■ **Problem**
Beginning with the first line, copy out each line of the material until the line containing "headroom that client" has been copied as well.

-- Data shown follows --

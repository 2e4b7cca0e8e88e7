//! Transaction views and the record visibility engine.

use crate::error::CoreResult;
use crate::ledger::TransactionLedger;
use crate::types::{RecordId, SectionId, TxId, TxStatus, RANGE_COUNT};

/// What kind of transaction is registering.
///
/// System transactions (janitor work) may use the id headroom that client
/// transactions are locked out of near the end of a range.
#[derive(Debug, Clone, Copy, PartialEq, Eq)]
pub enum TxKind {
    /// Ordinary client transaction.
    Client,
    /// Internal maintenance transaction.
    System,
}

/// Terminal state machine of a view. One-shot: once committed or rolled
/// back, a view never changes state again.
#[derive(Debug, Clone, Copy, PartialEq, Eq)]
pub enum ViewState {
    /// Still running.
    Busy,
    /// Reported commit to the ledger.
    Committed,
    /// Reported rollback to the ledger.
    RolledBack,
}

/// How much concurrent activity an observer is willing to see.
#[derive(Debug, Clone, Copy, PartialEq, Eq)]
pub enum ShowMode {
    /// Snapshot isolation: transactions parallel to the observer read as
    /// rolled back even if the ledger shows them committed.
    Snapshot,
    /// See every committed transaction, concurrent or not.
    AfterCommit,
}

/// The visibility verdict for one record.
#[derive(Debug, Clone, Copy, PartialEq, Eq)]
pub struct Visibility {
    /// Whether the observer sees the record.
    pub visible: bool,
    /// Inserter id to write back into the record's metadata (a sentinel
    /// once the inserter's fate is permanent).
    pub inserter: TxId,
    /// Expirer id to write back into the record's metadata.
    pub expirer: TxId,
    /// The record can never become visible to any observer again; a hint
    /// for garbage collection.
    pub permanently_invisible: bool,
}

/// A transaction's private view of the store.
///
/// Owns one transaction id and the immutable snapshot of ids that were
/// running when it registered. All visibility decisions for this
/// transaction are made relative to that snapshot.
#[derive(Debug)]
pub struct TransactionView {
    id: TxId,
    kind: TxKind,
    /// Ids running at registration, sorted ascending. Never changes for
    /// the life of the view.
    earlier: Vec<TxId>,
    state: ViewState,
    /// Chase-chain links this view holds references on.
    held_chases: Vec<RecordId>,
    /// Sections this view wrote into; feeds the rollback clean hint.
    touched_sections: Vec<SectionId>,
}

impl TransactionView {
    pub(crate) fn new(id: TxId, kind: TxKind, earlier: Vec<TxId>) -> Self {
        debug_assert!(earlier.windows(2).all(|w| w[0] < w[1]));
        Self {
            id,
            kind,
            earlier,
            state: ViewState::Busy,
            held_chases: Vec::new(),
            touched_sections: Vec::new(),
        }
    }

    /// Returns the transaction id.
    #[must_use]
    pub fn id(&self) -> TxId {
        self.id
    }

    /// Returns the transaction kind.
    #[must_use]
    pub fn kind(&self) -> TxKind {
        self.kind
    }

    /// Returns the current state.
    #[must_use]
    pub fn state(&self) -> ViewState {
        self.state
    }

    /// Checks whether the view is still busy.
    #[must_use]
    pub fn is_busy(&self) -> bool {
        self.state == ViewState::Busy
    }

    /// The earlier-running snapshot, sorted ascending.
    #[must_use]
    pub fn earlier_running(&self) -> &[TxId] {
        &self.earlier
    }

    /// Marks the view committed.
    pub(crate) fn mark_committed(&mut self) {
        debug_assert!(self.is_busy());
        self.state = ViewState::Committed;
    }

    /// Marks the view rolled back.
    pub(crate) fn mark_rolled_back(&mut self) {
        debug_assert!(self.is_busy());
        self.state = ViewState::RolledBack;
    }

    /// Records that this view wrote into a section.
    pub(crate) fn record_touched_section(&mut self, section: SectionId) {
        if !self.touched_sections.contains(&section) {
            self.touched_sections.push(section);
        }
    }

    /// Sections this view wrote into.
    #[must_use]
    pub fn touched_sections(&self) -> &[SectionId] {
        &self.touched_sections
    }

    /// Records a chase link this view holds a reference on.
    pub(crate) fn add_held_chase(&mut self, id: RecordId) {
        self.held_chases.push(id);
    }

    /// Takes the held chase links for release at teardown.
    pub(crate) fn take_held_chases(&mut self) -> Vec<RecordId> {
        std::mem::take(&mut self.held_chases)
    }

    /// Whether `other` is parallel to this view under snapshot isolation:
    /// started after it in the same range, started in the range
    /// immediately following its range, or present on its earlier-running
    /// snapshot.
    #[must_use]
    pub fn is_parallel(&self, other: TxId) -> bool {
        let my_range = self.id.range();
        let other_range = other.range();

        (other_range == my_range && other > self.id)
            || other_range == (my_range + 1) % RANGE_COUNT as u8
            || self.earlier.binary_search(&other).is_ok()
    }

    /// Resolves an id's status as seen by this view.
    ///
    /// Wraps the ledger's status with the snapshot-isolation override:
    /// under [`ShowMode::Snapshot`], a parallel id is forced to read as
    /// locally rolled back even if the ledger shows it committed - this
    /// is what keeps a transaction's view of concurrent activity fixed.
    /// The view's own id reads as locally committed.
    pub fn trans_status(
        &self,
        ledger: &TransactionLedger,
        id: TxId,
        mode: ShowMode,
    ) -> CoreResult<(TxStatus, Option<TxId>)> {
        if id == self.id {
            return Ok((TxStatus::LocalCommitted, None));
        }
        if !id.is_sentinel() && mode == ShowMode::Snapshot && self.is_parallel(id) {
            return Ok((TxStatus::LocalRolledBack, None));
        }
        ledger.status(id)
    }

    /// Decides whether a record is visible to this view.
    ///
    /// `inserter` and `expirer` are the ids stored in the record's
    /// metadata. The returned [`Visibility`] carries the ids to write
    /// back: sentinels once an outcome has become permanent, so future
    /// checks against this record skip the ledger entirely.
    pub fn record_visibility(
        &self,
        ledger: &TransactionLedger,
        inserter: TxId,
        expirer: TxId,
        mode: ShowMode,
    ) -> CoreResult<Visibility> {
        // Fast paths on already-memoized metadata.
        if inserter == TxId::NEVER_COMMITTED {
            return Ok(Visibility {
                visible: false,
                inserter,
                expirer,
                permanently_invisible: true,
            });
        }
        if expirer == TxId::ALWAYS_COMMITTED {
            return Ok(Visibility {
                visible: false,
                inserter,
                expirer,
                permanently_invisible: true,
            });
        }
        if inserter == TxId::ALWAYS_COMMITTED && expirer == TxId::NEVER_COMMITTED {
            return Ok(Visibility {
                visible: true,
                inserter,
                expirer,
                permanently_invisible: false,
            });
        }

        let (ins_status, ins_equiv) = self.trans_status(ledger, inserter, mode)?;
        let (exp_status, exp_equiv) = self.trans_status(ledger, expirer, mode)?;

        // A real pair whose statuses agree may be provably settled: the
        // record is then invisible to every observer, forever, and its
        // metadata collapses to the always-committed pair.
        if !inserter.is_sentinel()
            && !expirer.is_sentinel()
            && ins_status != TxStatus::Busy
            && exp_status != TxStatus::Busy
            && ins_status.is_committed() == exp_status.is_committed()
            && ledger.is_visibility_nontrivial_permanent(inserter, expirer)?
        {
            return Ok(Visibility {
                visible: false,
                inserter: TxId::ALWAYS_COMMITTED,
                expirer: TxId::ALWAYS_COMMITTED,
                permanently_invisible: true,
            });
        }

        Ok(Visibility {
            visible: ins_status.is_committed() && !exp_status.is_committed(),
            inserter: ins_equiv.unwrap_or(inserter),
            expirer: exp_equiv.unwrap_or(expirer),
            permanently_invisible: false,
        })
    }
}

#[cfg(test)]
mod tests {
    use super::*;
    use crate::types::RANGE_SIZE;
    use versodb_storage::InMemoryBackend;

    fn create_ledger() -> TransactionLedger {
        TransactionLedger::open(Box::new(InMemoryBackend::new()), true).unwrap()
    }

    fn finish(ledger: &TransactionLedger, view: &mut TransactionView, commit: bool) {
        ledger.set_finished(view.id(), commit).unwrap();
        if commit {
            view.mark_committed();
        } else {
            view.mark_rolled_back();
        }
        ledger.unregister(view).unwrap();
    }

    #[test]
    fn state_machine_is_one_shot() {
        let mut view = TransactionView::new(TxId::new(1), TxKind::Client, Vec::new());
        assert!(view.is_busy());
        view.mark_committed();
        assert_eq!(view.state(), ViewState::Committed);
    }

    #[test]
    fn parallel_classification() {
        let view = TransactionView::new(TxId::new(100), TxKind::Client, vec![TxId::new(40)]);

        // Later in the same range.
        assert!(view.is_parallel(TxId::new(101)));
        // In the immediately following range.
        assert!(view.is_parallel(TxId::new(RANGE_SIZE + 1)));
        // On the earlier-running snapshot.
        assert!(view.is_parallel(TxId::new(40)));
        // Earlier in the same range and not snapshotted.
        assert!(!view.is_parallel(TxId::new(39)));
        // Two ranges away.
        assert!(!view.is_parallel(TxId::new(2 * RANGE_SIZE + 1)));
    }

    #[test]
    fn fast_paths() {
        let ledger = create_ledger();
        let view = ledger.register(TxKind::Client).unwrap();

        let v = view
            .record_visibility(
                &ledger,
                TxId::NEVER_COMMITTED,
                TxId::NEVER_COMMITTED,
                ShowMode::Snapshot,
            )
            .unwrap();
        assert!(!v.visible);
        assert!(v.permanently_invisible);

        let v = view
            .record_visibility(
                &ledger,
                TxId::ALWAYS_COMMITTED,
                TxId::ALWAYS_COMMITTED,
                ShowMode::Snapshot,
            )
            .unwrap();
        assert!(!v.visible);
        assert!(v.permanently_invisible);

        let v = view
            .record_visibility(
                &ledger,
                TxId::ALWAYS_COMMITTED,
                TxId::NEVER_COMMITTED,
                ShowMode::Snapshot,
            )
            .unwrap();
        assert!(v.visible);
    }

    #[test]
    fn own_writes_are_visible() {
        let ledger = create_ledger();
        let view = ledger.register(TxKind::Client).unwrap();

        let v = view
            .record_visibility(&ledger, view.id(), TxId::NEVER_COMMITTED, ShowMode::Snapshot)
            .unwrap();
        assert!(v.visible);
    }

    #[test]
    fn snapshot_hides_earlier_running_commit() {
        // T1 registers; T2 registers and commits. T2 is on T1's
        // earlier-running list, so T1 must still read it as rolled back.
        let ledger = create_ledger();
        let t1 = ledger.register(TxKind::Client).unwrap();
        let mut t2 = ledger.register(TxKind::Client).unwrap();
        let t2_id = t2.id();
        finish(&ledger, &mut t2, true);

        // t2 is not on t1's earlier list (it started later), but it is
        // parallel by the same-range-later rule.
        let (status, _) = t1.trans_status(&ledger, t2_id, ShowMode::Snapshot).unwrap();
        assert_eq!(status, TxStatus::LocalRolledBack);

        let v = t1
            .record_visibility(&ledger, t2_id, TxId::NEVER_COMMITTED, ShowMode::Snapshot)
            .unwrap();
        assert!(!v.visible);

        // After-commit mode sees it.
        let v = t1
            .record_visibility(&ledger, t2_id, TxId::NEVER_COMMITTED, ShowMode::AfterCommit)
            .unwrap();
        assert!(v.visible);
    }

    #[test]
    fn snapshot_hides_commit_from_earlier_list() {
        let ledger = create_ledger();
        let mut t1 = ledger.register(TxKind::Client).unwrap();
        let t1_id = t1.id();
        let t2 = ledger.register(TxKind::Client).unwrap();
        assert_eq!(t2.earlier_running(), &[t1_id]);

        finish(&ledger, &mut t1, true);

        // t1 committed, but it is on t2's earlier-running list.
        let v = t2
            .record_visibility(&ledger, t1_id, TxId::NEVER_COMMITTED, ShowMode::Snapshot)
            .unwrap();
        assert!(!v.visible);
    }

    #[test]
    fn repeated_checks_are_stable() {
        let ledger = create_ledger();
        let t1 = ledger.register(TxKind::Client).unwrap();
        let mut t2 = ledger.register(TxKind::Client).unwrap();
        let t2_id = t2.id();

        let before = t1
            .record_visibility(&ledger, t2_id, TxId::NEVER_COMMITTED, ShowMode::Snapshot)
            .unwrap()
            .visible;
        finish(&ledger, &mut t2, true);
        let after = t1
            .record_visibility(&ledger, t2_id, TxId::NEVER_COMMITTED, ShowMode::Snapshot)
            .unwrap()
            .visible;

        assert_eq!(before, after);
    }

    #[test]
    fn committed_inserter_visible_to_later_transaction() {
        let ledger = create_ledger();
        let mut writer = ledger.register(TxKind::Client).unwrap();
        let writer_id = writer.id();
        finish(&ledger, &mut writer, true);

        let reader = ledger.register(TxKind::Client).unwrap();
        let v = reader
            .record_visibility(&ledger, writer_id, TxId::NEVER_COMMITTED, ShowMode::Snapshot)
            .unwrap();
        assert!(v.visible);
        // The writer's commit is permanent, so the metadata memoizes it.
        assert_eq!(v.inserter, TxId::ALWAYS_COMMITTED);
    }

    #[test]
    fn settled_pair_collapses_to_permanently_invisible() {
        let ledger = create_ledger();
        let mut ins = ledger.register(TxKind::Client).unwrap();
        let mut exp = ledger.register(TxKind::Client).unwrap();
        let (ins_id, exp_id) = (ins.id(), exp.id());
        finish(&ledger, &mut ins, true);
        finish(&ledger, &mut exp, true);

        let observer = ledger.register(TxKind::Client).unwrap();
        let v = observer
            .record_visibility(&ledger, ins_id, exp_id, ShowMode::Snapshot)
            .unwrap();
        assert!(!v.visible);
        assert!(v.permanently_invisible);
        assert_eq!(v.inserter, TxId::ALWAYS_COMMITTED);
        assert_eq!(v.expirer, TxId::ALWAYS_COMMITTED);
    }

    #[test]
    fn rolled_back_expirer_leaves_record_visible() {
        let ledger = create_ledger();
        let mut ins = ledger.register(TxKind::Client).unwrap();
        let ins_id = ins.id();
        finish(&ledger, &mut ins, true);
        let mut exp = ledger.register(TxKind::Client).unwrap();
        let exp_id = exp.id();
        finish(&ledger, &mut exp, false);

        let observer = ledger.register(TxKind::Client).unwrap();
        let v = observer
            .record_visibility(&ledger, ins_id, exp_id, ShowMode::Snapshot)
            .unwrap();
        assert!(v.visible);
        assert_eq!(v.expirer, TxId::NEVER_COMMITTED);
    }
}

-- Data shown concluded --

■ **Exercise response**
repository 2e4b7cca0e8e88e7
//! Transaction views and the record visibility engine.

use crate::error::CoreResult;
use crate::ledger::TransactionLedger;
use crate::types::{RecordId, SectionId, TxId, TxStatus, RANGE_COUNT};

/// What kind of transaction is registering.
///
/// System transactions (janitor work) may use the id headroom that client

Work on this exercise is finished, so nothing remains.